*Input data*
▬▬▬▬▬▬▬▬▬▬

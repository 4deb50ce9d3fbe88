//! Line-oriented crafting console.
//!
//! This module provides:
//! - Command parsing for the crafting session
//! - Rendering of the availability view and inventory
//! - Inventory and station edits that invalidate the session

use ember_common::EntityId;
use ember_crafting::{
    CraftFailure, CraftingSession, Inventory, ReachableStations, RecipeCatalog,
    ReplicationPublisher, ResourceHolder, StationType,
};
use std::collections::BTreeMap;
use std::fmt;
use tracing::debug;

use crate::recipe_loader::ResourceNames;

/// Output message level.
#[derive(Debug, Clone, Copy, PartialEq, Eq, Default)]
pub enum OutputLevel {
    /// Normal output
    #[default]
    Info,
    /// Success/confirmation message
    Success,
    /// Warning message
    Warning,
    /// Error message
    Error,
}

/// A line of console output.
#[derive(Debug, Clone, PartialEq, Eq)]
pub struct OutputLine {
    /// The text content
    pub text: String,
    /// Output level
    pub level: OutputLevel,
}

impl OutputLine {
    /// Creates a new output line.
    #[must_use]
    pub fn new(text: impl Into<String>, level: OutputLevel) -> Self {
        Self {
            text: text.into(),
            level,
        }
    }

    /// Creates an info line.
    #[must_use]
    pub fn info(text: impl Into<String>) -> Self {
        Self::new(text, OutputLevel::Info)
    }

    /// Creates a success line.
    #[must_use]
    pub fn success(text: impl Into<String>) -> Self {
        Self::new(text, OutputLevel::Success)
    }

    /// Creates a warning line.
    #[must_use]
    pub fn warning(text: impl Into<String>) -> Self {
        Self::new(text, OutputLevel::Warning)
    }

    /// Creates an error line.
    #[must_use]
    pub fn error(text: impl Into<String>) -> Self {
        Self::new(text, OutputLevel::Error)
    }
}

impl fmt::Display for OutputLine {
    fn fmt(&self, f: &mut fmt::Formatter<'_>) -> fmt::Result {
        match self.level {
            OutputLevel::Error => write!(f, "error: {}", self.text),
            OutputLevel::Warning => write!(f, "warning: {}", self.text),
            OutputLevel::Info | OutputLevel::Success => f.write_str(&self.text),
        }
    }
}

/// Parsed console command.
#[derive(Debug, Clone, PartialEq, Eq)]
pub enum Command {
    /// List commands
    Help,
    /// Show the availability view
    Recipes,
    /// Select a view position
    Select(usize),
    /// Craft the selection
    Craft,
    /// Show inventory
    Inventory,
    /// Print inventory as JSON
    Dump,
    /// Add resources
    Give(String, u32),
    /// Remove resources
    Take(String, u32),
    /// Mark a station reachable
    StationAdd(StationType),
    /// Mark a station unreachable
    StationRemove(StationType),
    /// List reachable stations
    Stations,
    /// Push a full snapshot to replication
    Sync,
    /// Leave the console
    Quit,
}

const HELP: &[&str] = &[
    "recipes              show recipes and availability",
    "select <n>           select recipe n from the last listing",
    "craft                craft the selected recipe",
    "inv | dump           show inventory (dump prints JSON)",
    "give <res> <n>       add resources",
    "take <res> <n>       remove resources",
    "station add|remove <s>, stations",
    "sync                 push a full inventory snapshot",
    "quit",
];

impl Command {
    /// Parses one input line.
    pub fn parse(line: &str) -> Result<Self, String> {
        let mut words = line.split_whitespace();
        let name = words.next().ok_or_else(|| "empty command".to_string())?;
        let args: Vec<&str> = words.collect();

        let quantity = |s: &str| {
            s.parse::<u32>()
                .ok()
                .filter(|n| *n > 0)
                .ok_or_else(|| format!("invalid quantity '{s}'"))
        };
        let station = |s: &str| StationType::from_key(s).ok_or_else(|| format!("unknown station '{s}'"));

        match (name.to_ascii_lowercase().as_str(), args.as_slice()) {
            ("help" | "?", []) => Ok(Self::Help),
            ("recipes" | "list", []) => Ok(Self::Recipes),
            ("select", [n]) => n
                .parse()
                .map(Self::Select)
                .map_err(|_| format!("invalid position '{n}'")),
            ("craft", []) => Ok(Self::Craft),
            ("inv" | "inventory", []) => Ok(Self::Inventory),
            ("dump", []) => Ok(Self::Dump),
            ("give", [res, n]) => Ok(Self::Give((*res).to_string(), quantity(n)?)),
            ("take", [res, n]) => Ok(Self::Take((*res).to_string(), quantity(n)?)),
            ("station", ["add", s]) => Ok(Self::StationAdd(station(s)?)),
            ("station", ["remove", s]) => Ok(Self::StationRemove(station(s)?)),
            ("stations", []) => Ok(Self::Stations),
            ("sync", []) => Ok(Self::Sync),
            ("quit" | "exit", []) => Ok(Self::Quit),
            (other, _) => Err(format!("unknown command or arguments: '{other}' (try 'help')")),
        }
    }
}

/// Output of one console command.
#[derive(Debug, Default)]
pub struct ConsoleResponse {
    /// Lines to print
    pub lines: Vec<OutputLine>,
    /// The user asked to leave
    pub quit: bool,
}

/// Crafting console over one player's inventory.
pub struct Console {
    catalog: RecipeCatalog,
    names: ResourceNames,
    inventory: Inventory,
    stations: ReachableStations,
    session: CraftingSession,
    publisher: ReplicationPublisher,
}

impl Console {
    /// Creates a console; the session crafts for `owner`.
    #[must_use]
    pub fn new(
        catalog: RecipeCatalog,
        names: ResourceNames,
        inventory: Inventory,
        stations: ReachableStations,
        owner: EntityId,
        publisher: ReplicationPublisher,
    ) -> Self {
        Self {
            catalog,
            names,
            inventory,
            stations,
            session: CraftingSession::new(owner).with_replication(publisher.clone()),
            publisher,
        }
    }

    /// Crafting session.
    #[must_use]
    pub fn session(&self) -> &CraftingSession {
        &self.session
    }

    /// Runs one input line.
    pub fn execute(&mut self, line: &str) -> ConsoleResponse {
        let mut response = ConsoleResponse::default();
        if line.trim().is_empty() {
            return response;
        }

        let command = match Command::parse(line) {
            Ok(command) => command,
            Err(e) => {
                response.lines.push(OutputLine::error(e));
                return response;
            },
        };
        debug!("Console command: {:?}", command);

        match command {
            Command::Help => response
                .lines
                .extend(HELP.iter().map(|l| OutputLine::info(*l))),
            Command::Recipes => self.list_recipes(&mut response.lines),
            Command::Select(position) => {
                let line = match self.session.select(position).position() {
                    Some(p) => {
                        let name = self
                            .session
                            .view()
                            .and_then(|v| v.get(p))
                            .map_or("?", |e| e.recipe.name.as_str());
                        OutputLine::info(format!("Selected [{p}] {name}"))
                    },
                    None => OutputLine::warning(format!(
                        "Nothing at {position}; run 'recipes' first"
                    )),
                };
                response.lines.push(line);
            },
            Command::Craft => self.craft(&mut response.lines),
            Command::Inventory => self.list_inventory(&mut response.lines),
            Command::Dump => {
                let line = match serde_json::to_string(&self.named_inventory()) {
                    Ok(json) => OutputLine::info(json),
                    Err(e) => OutputLine::error(format!("dump failed: {e}")),
                };
                response.lines.push(line);
            },
            Command::Give(name, quantity) => {
                let kind = self.names.intern(&name);
                if self.inventory.add(kind, quantity) {
                    self.session.invalidate();
                    response
                        .lines
                        .push(OutputLine::success(format!("+{quantity} {name}")));
                } else {
                    response.lines.push(OutputLine::error("Inventory is full!"));
                }
            },
            Command::Take(name, quantity) => {
                let result = self
                    .names
                    .get(&name)
                    .ok_or_else(|| format!("unknown resource '{name}'"))
                    .and_then(|kind| {
                        self.inventory
                            .remove(kind, quantity)
                            .map_err(|e| e.to_string())
                    });
                match result {
                    Ok(()) => {
                        self.session.invalidate();
                        response
                            .lines
                            .push(OutputLine::success(format!("-{quantity} {name}")));
                    },
                    Err(e) => response.lines.push(OutputLine::error(e)),
                }
            },
            Command::StationAdd(station) => {
                self.stations.insert(station);
                self.session.invalidate();
                response.lines.push(OutputLine::info(format!(
                    "{} in reach",
                    station.display_name()
                )));
            },
            Command::StationRemove(station) => {
                self.stations.remove(station);
                self.session.invalidate();
                response.lines.push(OutputLine::info(format!(
                    "{} out of reach",
                    station.display_name()
                )));
            },
            Command::Stations => {
                let mut stations: Vec<_> = self.stations.iter().map(StationType::display_name).collect();
                stations.sort_unstable();
                let text = if stations.is_empty() {
                    "No stations in reach".to_string()
                } else {
                    stations.join(", ")
                };
                response.lines.push(OutputLine::info(text));
            },
            Command::Sync => {
                let line = if self.publisher.publish_full(self.session.owner(), &self.inventory) {
                    OutputLine::info("Full snapshot queued")
                } else {
                    OutputLine::warning("Replication busy, snapshot dropped")
                };
                response.lines.push(line);
            },
            Command::Quit => response.quit = true,
        }

        response
    }

    fn list_recipes(&mut self, out: &mut Vec<OutputLine>) {
        let view = self
            .session
            .refresh(&self.catalog, &self.inventory, &self.stations);
        if view.is_empty() {
            out.push(OutputLine::warning("No recipes loaded"));
            return;
        }

        for (position, entry) in view.entries().iter().enumerate() {
            let recipe = &entry.recipe;
            let ingredients: Vec<String> = recipe
                .ingredients
                .iter()
                .map(|i| format!("{} {}", i.quantity, self.names.display(i.kind)))
                .collect();
            let status = if entry.is_available {
                "ready".to_string()
            } else if !entry.station_reachable {
                format!("needs {}", recipe.station.display_name())
            } else {
                let missing: Vec<String> = entry
                    .deficiencies
                    .iter()
                    .map(|d| format!("{} {}", d.missing(), self.names.display(d.kind)))
                    .collect();
                format!("missing {}", missing.join(", "))
            };
            let text = format!(
                "[{position}] {}: {} -> {} {} ({}) {status}",
                recipe.name,
                ingredients.join(" + "),
                recipe.result.quantity,
                self.names.display(recipe.result.kind),
                recipe.station.display_name(),
            );
            out.push(if entry.is_available {
                OutputLine::success(text)
            } else {
                OutputLine::info(text)
            });
        }
    }

    fn craft(&mut self, out: &mut Vec<OutputLine>) {
        let outcome = self
            .session
            .craft_selected(&self.catalog, &mut self.inventory, &self.stations);
        match outcome {
            Ok(result) => out.push(OutputLine::success(format!(
                "Crafted {} {}",
                result.quantity,
                self.names.display(result.kind)
            ))),
            Err(CraftFailure::MissingIngredients(missing)) => {
                for d in missing {
                    out.push(OutputLine::error(format!(
                        "Missing {}: need {}, have {}",
                        self.names.display(d.kind),
                        d.required,
                        d.available
                    )));
                }
            },
            Err(CraftFailure::InvalidIndex(_)) => out.push(OutputLine::error(
                "No recipe selected; run 'recipes' then 'select <n>'",
            )),
            Err(failure) => out.push(OutputLine::error(failure.to_string())),
        }
    }

    fn named_inventory(&self) -> BTreeMap<String, u32> {
        self.inventory
            .snapshot()
            .into_iter()
            .map(|s| (self.names.display(s.kind), s.quantity))
            .collect()
    }

    fn list_inventory(&self, out: &mut Vec<OutputLine>) {
        let items = self.named_inventory();
        if items.is_empty() {
            out.push(OutputLine::info("Inventory is empty"));
            return;
        }
        for (name, quantity) in items {
            out.push(OutputLine::info(format!("{quantity:>5} {name}")));
        }
        out.push(OutputLine::info(format!(
            "{}/{} slots used",
            self.inventory.slot_count(),
            self.inventory.slots()
        )));
    }
}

▬▬▬▬▬▬▬▬▬▬

Wherever the word "ReplicationPublisher" appears in the listing above, copy the whole line.

*Solution to the problem*
    ReplicationPublisher, ResourceHolder, StationType,
    publisher: ReplicationPublisher,
        publisher: ReplicationPublisher,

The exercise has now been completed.